(Stored data)
Start of Block
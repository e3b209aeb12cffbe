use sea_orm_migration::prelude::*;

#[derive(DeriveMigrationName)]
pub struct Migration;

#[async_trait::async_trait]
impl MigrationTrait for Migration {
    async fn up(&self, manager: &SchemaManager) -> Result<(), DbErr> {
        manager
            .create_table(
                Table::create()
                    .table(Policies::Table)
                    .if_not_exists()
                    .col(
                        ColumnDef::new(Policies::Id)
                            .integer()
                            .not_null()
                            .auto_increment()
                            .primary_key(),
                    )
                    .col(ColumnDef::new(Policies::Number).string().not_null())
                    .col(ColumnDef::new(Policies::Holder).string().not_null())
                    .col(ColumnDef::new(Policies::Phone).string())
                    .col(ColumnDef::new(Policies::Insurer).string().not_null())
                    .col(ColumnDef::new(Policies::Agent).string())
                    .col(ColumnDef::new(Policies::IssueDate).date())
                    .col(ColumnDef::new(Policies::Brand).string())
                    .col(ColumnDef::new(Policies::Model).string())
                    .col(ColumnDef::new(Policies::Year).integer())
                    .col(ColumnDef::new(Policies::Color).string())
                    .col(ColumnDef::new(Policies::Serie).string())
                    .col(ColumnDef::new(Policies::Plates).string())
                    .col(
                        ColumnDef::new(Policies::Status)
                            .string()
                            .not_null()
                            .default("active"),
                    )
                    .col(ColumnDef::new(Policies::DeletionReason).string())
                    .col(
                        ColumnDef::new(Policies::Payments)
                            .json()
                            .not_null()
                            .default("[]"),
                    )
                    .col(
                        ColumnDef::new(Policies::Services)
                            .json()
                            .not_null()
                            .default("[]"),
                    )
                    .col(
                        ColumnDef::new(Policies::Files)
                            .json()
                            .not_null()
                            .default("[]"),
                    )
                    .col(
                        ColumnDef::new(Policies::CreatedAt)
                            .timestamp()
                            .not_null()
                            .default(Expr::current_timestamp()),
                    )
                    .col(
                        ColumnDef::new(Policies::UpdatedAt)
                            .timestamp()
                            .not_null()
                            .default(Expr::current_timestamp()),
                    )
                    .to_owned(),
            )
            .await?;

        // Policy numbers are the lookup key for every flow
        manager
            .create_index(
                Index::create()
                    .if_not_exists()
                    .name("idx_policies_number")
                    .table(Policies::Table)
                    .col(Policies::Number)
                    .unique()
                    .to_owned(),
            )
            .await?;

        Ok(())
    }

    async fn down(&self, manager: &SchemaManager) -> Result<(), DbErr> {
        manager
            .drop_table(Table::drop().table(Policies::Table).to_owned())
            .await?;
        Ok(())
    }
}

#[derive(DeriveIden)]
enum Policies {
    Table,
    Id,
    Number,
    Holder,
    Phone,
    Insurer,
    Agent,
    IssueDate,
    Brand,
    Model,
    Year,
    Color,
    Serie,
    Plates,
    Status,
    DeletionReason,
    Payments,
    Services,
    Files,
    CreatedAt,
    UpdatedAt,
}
End of Block
_TO DO_:
Whenever a line above includes "Payments", copy it in full.

_TASK RESULT_:
                        ColumnDef::new(Policies::Payments)
    Payments,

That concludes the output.